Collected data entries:
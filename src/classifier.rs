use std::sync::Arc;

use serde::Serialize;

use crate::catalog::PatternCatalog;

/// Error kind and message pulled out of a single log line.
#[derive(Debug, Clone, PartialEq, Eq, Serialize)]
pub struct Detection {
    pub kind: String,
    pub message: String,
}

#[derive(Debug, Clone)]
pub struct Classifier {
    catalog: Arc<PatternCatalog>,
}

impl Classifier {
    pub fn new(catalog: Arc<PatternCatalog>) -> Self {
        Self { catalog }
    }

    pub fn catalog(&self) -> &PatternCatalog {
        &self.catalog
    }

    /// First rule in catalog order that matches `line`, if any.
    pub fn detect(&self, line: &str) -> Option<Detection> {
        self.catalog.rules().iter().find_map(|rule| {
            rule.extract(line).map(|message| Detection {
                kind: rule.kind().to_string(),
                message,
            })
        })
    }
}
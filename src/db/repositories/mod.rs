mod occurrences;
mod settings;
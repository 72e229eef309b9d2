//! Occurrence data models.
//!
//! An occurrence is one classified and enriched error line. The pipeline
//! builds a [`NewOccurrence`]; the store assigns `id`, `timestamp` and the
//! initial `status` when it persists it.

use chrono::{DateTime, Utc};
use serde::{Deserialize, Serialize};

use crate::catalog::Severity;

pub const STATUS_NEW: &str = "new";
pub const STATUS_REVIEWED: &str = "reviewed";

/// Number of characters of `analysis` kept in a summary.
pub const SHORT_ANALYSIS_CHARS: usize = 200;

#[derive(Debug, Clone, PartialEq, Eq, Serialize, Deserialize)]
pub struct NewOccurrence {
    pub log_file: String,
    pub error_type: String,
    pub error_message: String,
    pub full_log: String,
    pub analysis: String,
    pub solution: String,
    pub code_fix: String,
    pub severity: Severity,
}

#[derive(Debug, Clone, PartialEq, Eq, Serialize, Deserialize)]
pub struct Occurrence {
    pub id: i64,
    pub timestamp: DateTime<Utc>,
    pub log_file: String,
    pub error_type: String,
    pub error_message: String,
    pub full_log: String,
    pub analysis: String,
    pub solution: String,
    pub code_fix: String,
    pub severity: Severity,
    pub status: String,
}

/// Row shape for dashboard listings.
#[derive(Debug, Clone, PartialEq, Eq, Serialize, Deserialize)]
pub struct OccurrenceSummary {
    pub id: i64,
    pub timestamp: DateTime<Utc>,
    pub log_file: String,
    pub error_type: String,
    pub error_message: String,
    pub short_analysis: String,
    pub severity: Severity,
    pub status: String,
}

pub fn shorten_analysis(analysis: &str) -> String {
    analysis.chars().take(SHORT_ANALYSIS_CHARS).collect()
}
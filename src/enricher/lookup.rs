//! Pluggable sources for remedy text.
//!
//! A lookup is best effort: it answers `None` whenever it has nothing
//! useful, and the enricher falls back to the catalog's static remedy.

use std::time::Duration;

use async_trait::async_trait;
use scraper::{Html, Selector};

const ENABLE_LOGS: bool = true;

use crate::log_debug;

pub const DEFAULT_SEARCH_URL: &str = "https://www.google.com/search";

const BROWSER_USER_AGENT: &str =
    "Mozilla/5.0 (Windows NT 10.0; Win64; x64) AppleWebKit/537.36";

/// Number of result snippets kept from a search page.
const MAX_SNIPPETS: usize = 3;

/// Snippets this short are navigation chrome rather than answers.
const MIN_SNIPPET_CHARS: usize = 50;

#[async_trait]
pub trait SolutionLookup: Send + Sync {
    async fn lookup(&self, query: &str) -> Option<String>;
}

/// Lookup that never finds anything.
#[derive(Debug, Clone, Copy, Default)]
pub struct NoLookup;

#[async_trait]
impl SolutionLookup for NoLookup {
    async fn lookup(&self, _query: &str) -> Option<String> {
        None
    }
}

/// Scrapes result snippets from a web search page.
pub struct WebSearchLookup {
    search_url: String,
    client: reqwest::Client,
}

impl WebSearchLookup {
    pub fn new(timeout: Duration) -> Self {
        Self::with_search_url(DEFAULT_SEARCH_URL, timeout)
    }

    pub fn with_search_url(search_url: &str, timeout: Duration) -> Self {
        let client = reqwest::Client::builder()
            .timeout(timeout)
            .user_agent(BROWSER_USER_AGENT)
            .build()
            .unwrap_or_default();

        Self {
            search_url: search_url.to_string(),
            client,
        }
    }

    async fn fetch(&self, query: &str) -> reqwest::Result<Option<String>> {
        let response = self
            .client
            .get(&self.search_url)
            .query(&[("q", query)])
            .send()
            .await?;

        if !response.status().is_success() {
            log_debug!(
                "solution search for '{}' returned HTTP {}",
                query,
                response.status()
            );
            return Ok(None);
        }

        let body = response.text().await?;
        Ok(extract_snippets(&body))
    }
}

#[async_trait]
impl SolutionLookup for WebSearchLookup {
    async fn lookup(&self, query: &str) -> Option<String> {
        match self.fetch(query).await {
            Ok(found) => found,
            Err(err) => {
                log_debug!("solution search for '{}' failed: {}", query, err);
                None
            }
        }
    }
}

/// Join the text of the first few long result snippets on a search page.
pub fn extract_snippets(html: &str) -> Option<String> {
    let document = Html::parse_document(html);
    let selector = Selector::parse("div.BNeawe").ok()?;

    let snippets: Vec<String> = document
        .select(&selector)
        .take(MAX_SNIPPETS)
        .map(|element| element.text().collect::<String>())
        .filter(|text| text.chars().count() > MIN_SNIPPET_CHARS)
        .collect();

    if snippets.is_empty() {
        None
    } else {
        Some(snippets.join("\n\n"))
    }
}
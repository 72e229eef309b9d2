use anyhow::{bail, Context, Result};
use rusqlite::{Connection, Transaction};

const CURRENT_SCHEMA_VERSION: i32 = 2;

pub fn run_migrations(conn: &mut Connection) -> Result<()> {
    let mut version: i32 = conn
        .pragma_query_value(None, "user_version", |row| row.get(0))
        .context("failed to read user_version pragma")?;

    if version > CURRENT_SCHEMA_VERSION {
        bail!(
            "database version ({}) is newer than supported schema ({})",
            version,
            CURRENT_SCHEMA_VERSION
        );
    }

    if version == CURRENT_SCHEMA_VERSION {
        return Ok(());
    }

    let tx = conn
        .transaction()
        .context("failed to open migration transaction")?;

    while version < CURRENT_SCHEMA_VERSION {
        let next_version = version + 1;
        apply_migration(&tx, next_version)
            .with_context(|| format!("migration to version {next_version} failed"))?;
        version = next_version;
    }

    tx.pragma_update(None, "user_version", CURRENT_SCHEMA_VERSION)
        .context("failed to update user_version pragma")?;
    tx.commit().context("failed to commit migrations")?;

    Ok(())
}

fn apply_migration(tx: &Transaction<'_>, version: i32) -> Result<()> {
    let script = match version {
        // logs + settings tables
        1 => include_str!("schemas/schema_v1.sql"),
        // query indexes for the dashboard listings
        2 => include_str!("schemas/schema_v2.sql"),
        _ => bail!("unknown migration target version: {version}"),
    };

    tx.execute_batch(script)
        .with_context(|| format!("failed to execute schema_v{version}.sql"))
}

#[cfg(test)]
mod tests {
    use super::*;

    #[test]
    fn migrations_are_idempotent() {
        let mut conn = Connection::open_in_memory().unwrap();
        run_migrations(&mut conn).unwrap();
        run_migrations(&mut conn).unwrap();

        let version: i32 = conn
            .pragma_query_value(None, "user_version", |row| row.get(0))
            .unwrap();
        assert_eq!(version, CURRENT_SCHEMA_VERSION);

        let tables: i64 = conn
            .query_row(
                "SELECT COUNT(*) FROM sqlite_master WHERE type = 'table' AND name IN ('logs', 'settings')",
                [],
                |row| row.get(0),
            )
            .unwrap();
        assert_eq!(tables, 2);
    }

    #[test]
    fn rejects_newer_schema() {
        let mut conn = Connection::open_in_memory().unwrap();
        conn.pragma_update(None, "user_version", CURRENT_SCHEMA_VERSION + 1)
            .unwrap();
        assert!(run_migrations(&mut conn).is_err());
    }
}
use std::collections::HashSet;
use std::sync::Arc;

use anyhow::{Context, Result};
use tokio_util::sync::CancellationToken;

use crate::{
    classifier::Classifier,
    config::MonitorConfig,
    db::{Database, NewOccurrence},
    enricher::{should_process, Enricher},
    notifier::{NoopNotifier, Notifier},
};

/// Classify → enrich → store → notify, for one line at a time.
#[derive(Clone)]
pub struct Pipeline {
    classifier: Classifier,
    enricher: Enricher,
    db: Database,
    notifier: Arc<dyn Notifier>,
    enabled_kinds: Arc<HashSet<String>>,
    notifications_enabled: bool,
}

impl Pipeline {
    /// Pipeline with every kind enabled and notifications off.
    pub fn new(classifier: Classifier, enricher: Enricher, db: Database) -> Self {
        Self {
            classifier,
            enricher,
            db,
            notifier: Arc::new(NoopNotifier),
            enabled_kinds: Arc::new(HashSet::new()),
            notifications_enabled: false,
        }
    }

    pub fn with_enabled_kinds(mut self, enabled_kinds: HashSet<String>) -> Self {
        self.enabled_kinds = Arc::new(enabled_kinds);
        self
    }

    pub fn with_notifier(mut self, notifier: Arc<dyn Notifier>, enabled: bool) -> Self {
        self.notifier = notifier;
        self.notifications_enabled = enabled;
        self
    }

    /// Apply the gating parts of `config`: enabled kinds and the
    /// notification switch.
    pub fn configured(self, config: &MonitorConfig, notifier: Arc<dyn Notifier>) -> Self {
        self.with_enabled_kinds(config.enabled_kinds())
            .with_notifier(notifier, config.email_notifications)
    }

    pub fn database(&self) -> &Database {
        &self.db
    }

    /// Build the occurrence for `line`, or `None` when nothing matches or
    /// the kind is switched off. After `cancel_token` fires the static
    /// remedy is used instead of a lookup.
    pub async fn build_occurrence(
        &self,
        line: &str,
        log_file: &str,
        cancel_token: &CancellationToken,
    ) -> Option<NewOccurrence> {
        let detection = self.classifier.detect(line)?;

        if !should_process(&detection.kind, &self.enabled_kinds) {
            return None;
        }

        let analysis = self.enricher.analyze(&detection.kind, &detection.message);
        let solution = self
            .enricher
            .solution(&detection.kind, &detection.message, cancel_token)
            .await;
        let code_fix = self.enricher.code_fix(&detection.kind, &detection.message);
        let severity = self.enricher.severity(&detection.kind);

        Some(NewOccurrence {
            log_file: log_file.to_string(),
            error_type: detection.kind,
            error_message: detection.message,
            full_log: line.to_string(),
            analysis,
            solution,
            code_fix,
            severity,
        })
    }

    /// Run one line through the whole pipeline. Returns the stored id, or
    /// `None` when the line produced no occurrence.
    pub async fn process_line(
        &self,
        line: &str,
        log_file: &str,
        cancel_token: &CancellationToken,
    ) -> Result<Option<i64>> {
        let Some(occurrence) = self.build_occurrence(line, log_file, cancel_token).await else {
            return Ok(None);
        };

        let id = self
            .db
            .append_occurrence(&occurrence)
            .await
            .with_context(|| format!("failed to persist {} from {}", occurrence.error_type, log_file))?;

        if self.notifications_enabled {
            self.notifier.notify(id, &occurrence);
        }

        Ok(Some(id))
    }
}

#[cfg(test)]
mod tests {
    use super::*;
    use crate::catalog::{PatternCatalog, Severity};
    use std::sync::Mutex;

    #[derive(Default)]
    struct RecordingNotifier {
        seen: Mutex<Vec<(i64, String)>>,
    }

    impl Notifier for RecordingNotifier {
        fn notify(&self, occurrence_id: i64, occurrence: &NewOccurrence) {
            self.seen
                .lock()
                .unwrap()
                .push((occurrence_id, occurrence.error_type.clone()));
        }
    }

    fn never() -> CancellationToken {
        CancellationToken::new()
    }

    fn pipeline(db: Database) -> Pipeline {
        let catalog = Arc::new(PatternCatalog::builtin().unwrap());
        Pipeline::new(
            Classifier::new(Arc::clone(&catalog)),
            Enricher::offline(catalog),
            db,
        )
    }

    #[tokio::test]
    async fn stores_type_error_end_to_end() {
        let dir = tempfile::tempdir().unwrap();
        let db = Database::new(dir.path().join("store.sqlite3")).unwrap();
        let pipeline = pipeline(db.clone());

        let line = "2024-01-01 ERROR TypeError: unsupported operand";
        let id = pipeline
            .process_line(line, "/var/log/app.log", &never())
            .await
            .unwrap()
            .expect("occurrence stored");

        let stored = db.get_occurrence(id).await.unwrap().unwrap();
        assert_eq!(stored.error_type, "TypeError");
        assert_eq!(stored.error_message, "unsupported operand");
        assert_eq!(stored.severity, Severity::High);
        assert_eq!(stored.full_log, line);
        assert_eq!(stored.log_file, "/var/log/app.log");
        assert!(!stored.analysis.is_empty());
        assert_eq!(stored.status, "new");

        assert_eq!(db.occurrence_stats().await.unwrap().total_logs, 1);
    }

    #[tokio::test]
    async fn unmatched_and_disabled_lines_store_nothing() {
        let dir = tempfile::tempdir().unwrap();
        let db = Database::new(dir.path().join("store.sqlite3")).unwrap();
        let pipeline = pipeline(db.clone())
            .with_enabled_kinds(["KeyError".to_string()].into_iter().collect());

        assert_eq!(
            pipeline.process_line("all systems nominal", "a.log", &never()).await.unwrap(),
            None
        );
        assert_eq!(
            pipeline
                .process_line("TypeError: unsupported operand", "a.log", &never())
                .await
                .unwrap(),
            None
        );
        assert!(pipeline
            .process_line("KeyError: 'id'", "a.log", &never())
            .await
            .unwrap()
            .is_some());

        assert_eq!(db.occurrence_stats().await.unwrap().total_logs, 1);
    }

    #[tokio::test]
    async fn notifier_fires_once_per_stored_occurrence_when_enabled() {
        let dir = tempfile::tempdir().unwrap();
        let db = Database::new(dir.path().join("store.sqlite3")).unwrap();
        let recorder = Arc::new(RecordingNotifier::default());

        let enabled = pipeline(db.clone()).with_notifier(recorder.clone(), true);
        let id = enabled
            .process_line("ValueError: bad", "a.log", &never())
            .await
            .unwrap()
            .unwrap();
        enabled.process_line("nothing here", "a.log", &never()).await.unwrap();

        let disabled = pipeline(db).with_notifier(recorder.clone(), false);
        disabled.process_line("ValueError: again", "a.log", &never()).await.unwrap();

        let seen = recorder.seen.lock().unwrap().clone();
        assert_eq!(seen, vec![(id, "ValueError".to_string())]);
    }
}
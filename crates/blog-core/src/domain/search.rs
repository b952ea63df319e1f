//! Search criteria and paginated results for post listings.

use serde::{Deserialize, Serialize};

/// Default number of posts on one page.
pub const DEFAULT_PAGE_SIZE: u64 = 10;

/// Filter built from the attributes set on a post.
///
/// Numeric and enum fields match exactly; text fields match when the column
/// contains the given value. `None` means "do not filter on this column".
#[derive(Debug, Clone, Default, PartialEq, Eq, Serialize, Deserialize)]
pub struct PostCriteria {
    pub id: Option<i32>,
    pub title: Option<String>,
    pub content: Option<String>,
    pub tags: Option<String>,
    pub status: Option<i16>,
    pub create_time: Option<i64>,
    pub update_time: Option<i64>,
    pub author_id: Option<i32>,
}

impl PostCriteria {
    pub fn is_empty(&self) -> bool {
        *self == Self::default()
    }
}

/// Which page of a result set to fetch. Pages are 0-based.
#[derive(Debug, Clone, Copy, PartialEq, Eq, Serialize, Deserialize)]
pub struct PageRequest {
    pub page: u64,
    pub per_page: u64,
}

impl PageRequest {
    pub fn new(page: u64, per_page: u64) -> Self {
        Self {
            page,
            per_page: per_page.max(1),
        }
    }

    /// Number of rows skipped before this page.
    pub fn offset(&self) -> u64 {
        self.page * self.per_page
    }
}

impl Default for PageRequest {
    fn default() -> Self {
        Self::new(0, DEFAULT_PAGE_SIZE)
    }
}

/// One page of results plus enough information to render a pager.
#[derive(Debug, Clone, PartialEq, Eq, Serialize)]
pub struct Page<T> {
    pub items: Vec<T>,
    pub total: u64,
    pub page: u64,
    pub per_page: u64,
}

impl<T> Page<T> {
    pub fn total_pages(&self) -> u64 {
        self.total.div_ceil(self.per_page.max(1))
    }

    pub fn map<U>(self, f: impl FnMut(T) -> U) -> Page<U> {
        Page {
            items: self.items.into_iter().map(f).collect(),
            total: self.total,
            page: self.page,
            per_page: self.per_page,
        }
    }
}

#### Exercise brief:
Counting every line that holds the string "KeyError", give the total for the data above and nothing else.

#### Response:
2